-- Opening Marker --

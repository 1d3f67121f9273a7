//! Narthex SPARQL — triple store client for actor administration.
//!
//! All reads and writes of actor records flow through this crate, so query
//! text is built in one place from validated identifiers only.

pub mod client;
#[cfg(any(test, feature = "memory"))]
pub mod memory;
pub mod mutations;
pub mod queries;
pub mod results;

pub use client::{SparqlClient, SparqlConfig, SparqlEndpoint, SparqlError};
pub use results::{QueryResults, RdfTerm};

-- Closing Marker --

Task: Your answer must be an exact copy of all the entries.

Solution for this task:
repository 1d3f67121f9273a7
//! Narthex SPARQL — triple store client for actor administration.
//!
//! All reads and writes of actor records flow through this crate, so query
//! text is built in one place from validated identifiers only.

pub mod client;
#[cfg(any(test, feature = "memory"))]
pub mod memory;
pub mod mutations;
pub mod queries;
pub mod results;

pub use client::{SparqlClient, SparqlConfig, SparqlEndpoint, SparqlError};
pub use results::{QueryResults, RdfTerm};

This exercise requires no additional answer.